Vale, no ponto, a lição precisa da Des.ª Liége Puricelli Pires, do Tribunal de Justiça do RS, nos autos da apelação cível nº 70081241044, que ao se manifestar sobre a possibilidade de revisão de contratos bancários, assim manifestou-se:

“O contrato firmado é padronizado, típico de adesão. Lei, doutrina e jurisprudência cada vez mais se harmonizam no sentido de considerá-lo como tal, sujeitando-o às normas que favorecem o consumidor, considerado (em tese), hipossuficiente. A Constituição de 1988, o Código de Defesa do Consumidor, em sintonia com as regras do Direito Civil, são exemplos da positivação deste entendimento jurídico. Se considerarmos o tipo de sociedade em que vivemos, o crédito é um bem de consumo de primeira necessidade. Ao consumidor não resta escolha, sendo idealístico o argumento que a concorrência imposta pelo sistema é abundante. Ainda que possamos admitir que seja ela abundante, pois realmente existem inúmeras instituições neste ramo, todas vendem o mesmo bem pelas mesmas condições.

Para disciplinar questões análogas, foi editado o Código de Proteção e Defesa do Consumidor, Lei n.º 8.078/90, no qual foram acolhidos os princípios doutrinários que possibilitam a revisão do contrato, a fim de restabelecer o equilíbrio entre os contratantes.

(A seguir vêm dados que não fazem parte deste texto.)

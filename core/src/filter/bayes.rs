use super::Filter;
use crate::classifier::{Class, MultinomialModel};
use crate::config::BayesParams;
use crate::tokenizer::bag_of_words;
use crate::{Decision, Relevance, Result, Topic, Tweet};
use tracing::warn;

/// Score of a tweet retrieved before the classifier has seen both classes.
pub const UNCONDITIONAL_SCORE: f64 = 1.0;
/// Score of a tweet whose decision came from the classifier.
pub const CLASSIFIED_SCORE: f64 = 2.0;

/// Skew-corrected weight for a training example, before clipping.
///
/// A relevant example weighs `nonrel_count / rel_count` and a nonrelevant one
/// the inverse, so the minority class is not drowned out. Until more than one
/// example has been seen the weight is 1. The raw ratio is 0 or infinite
/// while the other class has no examples; callers clip it to
/// `[min_instance_weight, max_instance_weight]` as [`BayesFilter`] does.
pub fn instance_weight(relevant: bool, rel_count: u32, nonrel_count: u32) -> f64 {
    if rel_count + nonrel_count <= 1 {
        return 1.0;
    }
    let (rel, nonrel) = (rel_count as f64, nonrel_count as f64);
    if relevant {
        nonrel / rel
    } else {
        rel / nonrel
    }
}

/// Filters with an incrementally trained multinomial naive Bayes classifier
/// seeded with the topic title.
#[derive(Debug, Clone)]
pub struct BayesFilter {
    params: BayesParams,
    model: MultinomialModel,
    rel_count: u32,
    nonrel_count: u32,
}

impl BayesFilter {
    pub fn new(params: BayesParams) -> Self {
        let model = MultinomialModel::new(params.laplace);
        Self { params, model, rel_count: 0, nonrel_count: 0 }
    }

    pub fn model(&self) -> &MultinomialModel {
        &self.model
    }

    pub fn example_counts(&self) -> (u32, u32) {
        (self.rel_count, self.nonrel_count)
    }

    /// True until real feedback has covered both classes.
    pub fn is_cold(&self) -> bool {
        self.rel_count == 0 || self.nonrel_count == 0
    }

    /// Clipped weight for the next example of the given polarity.
    pub fn next_weight(&self, relevant: bool) -> f64 {
        instance_weight(relevant, self.rel_count, self.nonrel_count)
            .max(self.params.min_instance_weight)
            .min(self.params.max_instance_weight)
    }
}

impl Filter for BayesFilter {
    fn name(&self) -> &'static str {
        "bayes"
    }

    fn configure(&mut self, topic: &Topic) -> Result<()> {
        self.params.validate()?;
        self.model = MultinomialModel::new(self.params.laplace);
        self.rel_count = 0;
        self.nonrel_count = 0;
        if let Err(err) = self.model.update(&bag_of_words(&topic.title), Class::Relevant, self.params.query_weight) {
            warn!(topic = topic.number, error = %err, "could not seed classifier with the query");
        }
        Ok(())
    }

    fn decide(&self, tweet: &Tweet) -> Result<Decision> {
        if self.is_cold() {
            return Ok(Decision::accept(tweet.id, UNCONDITIONAL_SCORE));
        }
        let class = self.model.classify(&bag_of_words(&tweet.text))?;
        Ok(Decision::new(tweet.id, CLASSIFIED_SCORE, class == Class::Relevant))
    }

    fn observe_feedback(&mut self, tweet: &Tweet, relevance: Relevance) -> Result<()> {
        let relevant = relevance.is_relevant();
        let class = if relevant { Class::Relevant } else { Class::Nonrelevant };
        let weight = self.next_weight(relevant);
        self.model.update(&bag_of_words(&tweet.text), class, weight)?;
        if relevant {
            self.rel_count += 1;
        } else {
            self.nonrel_count += 1;
        }
        Ok(())
    }
}
use crate::{FilterError, Result, Topic, TopicNumber, TweetId};
use lazy_static::lazy_static;
use regex::Regex;
use std::fs;
use std::path::Path;

lazy_static! {
    static ref TOP_RE: Regex = Regex::new(r"(?s)<top>(.*?)</top>").expect("valid regex");
    static ref FIELD_RE: Regex =
        Regex::new(r"(?s)<([a-z]+)>(.*?)</([a-z]+)>").expect("valid regex");
    static ref NUM_RE: Regex = Regex::new(r"(?:MB)?0*(\d+)\s*$").expect("valid regex");
}

fn unescape(text: &str) -> String {
    text.replace("&lt;", "<")
        .replace("&gt;", ">")
        .replace("&quot;", "\"")
        .replace("&apos;", "'")
        .replace("&amp;", "&")
}

fn parse_block(block: &str, index: usize) -> Result<Topic> {
    let mut num = None;
    let mut title = None;
    let mut query_time = String::new();
    let mut tweet_time = None;
    let mut newest = None;
    for cap in FIELD_RE.captures_iter(block) {
        if cap[1] != cap[3] {
            continue;
        }
        let text = unescape(cap[2].trim());
        match &cap[1] {
            "num" => num = Some(text),
            "title" => title = Some(text),
            "querytime" => query_time = text,
            "querytweettime" => tweet_time = Some(text),
            "querynewesttweet" => newest = Some(text),
            _ => {}
        }
    }

    let missing = |field: &str| FilterError::Config(format!("topic #{index}: missing <{field}>"));
    let num = num.ok_or_else(|| missing("num"))?;
    let number: TopicNumber = NUM_RE
        .captures(&num)
        .and_then(|c| c[1].parse().ok())
        .ok_or_else(|| FilterError::Config(format!("topic #{index}: bad topic number {num:?}")))?;
    let id = |field: &str, raw: Option<String>| -> Result<TweetId> {
        let raw = raw.ok_or_else(|| missing(field))?;
        raw.parse()
            .map_err(|_| FilterError::Config(format!("topic MB{number:03}: bad <{field}> {raw:?}")))
    };

    Ok(Topic {
        number,
        title: title.ok_or_else(|| missing("title"))?,
        query_time,
        query_tweet_time: id("querytweettime", tweet_time)?,
        query_newest_tweet: id("querynewesttweet", newest)?,
    })
}

/// Parse TREC microblog filtering topics. The `<topics>` root element is
/// optional; topics come back in file order.
pub fn parse_topics(input: &str) -> Result<Vec<Topic>> {
    let topics = TOP_RE
        .captures_iter(input)
        .enumerate()
        .map(|(i, cap)| parse_block(&cap[1], i + 1))
        .collect::<Result<Vec<_>>>()?;
    if topics.is_empty() {
        return Err(FilterError::Config("no <top> elements found".into()));
    }
    Ok(topics)
}

pub fn load_topics<P: AsRef<Path>>(path: P) -> Result<Vec<Topic>> {
    let input = fs::read_to_string(path)?;
    parse_topics(&input)
}

#[cfg(test)]
mod tests {
    use super::*;

    const TOPICS: &str = r#"
<top>
<num> Number: MB001 </num>
<title> BBC World Service staff cuts </title>
<querytime> Tue Feb 08 12:30:27 +0000 2011 </querytime>
<querytweettime> 34952194402811904 </querytweettime>
<querynewesttweet> 35088534306033665 </querynewesttweet>
</top>

<top>
<num>MB12</num>
<title>Egypt &amp; Tahrir</title>
<querytweettime>100</querytweettime>
<querynewesttweet>200</querynewesttweet>
</top>
"#;

    #[test]
    fn parses_topics_without_root() {
        let topics = parse_topics(TOPICS).unwrap();
        assert_eq!(topics.len(), 2);
        assert_eq!(topics[0].number, 1);
        assert_eq!(topics[0].title, "BBC World Service staff cuts");
        assert_eq!(topics[0].query_time, "Tue Feb 08 12:30:27 +0000 2011");
        assert_eq!(topics[0].query_tweet_time, 34952194402811904);
        assert_eq!(topics[1].number, 12);
        assert_eq!(topics[1].title, "Egypt & Tahrir");
        assert_eq!(topics[1].query_time, "");
    }

    #[test]
    fn missing_fields_are_configuration_errors() {
        let err = parse_topics("<topics><top><num>MB3</num><title>x</title></top></topics>").unwrap_err();
        assert!(err.to_string().contains("querytweettime"));
        assert!(parse_topics("<topics></topics>").is_err());
    }
}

Esse diploma legal consagra antigos e relevantes princípios doutrinários, harmonizando-se com o nosso ordenamento jurídico, que contém cláusulas gerais como as enunciadas nos artigos 3º, incisos I, II e III, 5º, §1º, e 170 da CR, e concretizando importantes princípios constitucionais indispensáveis à cidadania.

Por definição legal, art. 3º, § 2º, do CDC, os serviços bancários são regidos pelas normas do constitucional estatuto, amoldando-se o banco na situação jurídica de fornecedor e o cliente, na de consumidor, aplicando-se a este, por força da norma protetiva do artigo 4º, inciso I, o reconhecimento de sua vulnerabilidade no mercado de consumo. A aplicação das normas já referidas em conjunto com as previstas no artigo 39, V, combinadas com o artigo 51, IV e XV, ambos do CDC, conduzem à completa revisão das cláusulas contratuais abusivas.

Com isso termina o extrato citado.